(Stored data entries)
[Start of Attachment]
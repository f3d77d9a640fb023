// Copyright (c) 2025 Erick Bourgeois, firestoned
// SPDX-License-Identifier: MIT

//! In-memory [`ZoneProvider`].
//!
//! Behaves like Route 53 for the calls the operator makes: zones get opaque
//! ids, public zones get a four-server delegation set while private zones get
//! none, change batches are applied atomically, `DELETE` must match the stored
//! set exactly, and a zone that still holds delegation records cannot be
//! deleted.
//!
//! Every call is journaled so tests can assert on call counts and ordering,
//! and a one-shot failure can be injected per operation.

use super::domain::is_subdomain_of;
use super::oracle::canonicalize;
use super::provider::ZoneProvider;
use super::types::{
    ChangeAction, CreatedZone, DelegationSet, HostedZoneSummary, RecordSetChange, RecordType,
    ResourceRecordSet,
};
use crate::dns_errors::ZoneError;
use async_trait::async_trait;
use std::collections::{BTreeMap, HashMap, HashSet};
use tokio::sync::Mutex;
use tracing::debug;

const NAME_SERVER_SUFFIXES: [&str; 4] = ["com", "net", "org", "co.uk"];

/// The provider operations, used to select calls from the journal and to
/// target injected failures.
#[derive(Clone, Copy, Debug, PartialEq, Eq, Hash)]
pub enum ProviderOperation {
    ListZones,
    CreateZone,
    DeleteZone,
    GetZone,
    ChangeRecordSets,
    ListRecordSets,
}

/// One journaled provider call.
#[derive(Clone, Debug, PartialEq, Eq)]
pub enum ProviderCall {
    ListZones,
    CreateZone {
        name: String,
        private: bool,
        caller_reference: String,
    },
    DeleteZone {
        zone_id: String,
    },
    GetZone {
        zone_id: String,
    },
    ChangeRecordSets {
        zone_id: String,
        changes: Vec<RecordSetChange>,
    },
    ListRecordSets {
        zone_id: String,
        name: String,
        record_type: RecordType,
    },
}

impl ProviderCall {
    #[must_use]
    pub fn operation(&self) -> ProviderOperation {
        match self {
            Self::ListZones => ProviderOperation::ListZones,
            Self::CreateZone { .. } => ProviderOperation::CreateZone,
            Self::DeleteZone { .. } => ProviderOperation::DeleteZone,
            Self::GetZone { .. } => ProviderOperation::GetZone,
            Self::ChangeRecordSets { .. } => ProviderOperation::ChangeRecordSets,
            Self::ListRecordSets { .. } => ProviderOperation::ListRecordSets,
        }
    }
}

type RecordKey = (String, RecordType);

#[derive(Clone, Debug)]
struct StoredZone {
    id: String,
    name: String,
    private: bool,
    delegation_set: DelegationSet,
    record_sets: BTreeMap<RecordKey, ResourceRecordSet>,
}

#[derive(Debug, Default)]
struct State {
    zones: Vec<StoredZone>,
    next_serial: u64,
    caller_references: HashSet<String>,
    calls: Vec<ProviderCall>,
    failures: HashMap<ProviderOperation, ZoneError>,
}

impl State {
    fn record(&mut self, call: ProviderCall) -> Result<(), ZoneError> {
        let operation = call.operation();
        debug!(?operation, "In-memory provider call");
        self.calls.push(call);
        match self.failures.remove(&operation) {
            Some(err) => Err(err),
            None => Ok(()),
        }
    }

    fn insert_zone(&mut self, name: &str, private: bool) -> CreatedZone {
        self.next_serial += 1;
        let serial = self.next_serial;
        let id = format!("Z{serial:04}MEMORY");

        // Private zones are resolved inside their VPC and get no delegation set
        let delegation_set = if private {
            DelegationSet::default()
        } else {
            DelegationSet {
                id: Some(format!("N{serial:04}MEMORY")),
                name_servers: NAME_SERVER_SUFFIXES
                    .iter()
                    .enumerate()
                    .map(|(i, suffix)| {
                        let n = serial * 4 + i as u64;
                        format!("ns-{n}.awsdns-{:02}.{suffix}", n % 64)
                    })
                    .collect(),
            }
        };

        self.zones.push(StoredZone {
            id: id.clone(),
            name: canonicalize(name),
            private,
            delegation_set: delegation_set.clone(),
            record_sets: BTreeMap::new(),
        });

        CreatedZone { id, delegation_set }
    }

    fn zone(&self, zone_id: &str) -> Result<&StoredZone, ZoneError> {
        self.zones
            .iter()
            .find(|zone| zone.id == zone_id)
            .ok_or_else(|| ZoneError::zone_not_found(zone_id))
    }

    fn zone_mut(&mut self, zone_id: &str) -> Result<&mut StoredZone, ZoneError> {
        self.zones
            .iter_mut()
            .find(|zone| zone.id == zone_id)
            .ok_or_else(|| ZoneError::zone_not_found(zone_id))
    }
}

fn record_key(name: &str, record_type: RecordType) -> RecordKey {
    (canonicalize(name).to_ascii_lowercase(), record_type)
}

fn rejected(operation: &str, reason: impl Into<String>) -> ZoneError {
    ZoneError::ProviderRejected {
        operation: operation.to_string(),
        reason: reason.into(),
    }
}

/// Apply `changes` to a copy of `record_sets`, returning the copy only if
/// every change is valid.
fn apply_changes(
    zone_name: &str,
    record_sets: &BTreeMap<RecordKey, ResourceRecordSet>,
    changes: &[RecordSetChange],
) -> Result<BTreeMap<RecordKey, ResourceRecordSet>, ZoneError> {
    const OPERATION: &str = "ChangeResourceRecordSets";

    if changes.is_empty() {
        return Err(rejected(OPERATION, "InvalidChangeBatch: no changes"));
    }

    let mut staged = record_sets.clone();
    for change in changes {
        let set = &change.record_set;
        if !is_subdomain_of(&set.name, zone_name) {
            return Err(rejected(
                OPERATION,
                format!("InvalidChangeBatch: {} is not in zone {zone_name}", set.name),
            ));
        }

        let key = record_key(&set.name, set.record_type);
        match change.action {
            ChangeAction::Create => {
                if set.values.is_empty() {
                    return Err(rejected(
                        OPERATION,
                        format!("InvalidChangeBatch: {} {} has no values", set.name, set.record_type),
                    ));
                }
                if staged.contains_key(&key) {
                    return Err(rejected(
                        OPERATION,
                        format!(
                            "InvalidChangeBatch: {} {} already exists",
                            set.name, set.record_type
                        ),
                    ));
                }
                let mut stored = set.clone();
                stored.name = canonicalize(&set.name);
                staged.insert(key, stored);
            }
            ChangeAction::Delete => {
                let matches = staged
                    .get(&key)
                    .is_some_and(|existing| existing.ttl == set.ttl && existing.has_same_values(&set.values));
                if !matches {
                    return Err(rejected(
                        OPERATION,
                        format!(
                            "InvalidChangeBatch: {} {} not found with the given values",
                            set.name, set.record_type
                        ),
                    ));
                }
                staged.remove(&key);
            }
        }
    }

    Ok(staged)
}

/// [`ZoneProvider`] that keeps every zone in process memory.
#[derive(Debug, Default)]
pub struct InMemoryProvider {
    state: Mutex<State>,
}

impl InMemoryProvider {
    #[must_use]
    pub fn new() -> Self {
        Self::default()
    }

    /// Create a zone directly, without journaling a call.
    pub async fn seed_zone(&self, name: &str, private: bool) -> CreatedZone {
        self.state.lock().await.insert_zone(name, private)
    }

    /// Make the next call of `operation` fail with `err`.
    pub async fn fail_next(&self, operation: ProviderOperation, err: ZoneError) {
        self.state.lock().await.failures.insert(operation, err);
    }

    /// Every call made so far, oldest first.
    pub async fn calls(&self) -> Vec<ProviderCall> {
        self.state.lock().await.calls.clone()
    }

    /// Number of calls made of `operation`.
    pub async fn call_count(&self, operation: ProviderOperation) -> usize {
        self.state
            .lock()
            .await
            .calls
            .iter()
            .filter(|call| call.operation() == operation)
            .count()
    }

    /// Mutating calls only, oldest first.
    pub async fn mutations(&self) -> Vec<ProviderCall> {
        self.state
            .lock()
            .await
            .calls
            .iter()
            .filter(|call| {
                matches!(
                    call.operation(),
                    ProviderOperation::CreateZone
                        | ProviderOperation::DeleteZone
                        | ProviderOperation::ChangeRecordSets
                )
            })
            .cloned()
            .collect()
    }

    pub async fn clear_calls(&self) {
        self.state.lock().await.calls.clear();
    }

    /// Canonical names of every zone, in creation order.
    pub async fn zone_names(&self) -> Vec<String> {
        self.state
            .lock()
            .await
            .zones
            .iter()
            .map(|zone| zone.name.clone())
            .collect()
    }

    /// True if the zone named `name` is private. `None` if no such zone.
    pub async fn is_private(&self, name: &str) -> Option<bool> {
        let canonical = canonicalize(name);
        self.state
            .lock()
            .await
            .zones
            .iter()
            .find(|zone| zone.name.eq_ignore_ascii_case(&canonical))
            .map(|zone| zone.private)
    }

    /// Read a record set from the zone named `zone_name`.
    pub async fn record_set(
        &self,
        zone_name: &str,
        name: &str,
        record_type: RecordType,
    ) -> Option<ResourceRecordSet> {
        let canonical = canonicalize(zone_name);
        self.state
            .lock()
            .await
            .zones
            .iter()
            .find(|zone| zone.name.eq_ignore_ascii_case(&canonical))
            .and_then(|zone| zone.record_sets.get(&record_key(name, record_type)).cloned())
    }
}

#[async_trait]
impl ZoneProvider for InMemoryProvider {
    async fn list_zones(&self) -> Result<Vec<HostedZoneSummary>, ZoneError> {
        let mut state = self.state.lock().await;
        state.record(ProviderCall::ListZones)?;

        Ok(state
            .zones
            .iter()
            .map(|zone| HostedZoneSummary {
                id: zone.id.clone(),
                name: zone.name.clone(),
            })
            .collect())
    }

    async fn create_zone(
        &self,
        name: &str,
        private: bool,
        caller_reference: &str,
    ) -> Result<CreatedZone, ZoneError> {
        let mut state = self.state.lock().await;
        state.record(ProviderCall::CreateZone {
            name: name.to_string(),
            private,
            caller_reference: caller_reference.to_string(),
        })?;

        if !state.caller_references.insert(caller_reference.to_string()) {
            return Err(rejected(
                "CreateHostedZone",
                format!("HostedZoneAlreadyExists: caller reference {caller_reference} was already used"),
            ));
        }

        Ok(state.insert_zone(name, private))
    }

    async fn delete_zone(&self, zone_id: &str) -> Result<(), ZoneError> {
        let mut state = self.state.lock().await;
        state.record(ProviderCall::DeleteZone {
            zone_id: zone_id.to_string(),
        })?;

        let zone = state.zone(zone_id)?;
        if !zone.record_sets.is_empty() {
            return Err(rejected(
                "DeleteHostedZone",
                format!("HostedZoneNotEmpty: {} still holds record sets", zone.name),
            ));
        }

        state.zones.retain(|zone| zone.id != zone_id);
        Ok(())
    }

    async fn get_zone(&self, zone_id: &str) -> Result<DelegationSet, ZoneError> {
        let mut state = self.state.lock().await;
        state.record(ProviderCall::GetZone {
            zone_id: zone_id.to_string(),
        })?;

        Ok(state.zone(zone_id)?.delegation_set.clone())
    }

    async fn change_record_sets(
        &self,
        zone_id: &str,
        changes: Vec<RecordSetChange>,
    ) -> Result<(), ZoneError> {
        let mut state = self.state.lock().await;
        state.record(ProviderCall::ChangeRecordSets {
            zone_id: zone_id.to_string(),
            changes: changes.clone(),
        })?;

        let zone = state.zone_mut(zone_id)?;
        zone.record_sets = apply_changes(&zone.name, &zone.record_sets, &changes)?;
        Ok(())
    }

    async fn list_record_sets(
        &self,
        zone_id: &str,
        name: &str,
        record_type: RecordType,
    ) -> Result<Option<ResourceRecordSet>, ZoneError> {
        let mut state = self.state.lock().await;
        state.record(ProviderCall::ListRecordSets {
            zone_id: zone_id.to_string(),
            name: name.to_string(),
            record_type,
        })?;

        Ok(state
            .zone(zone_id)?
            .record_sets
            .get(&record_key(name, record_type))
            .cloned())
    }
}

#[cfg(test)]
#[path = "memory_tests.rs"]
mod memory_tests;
[End of Attachment]
#### [INSTRUCTIONS FOR THE TASK]
Restate verbatim the first line above and all lines after it through the line containing "private zones get"; omit the rest.

#### [OUTPUT]
repository f3d77d9a640fb023
// Copyright (c) 2025 Erick Bourgeois, firestoned
// SPDX-License-Identifier: MIT

//! In-memory [`ZoneProvider`].
//!
//! Behaves like Route 53 for the calls the operator makes: zones get opaque
//! ids, public zones get a four-server delegation set while private zones get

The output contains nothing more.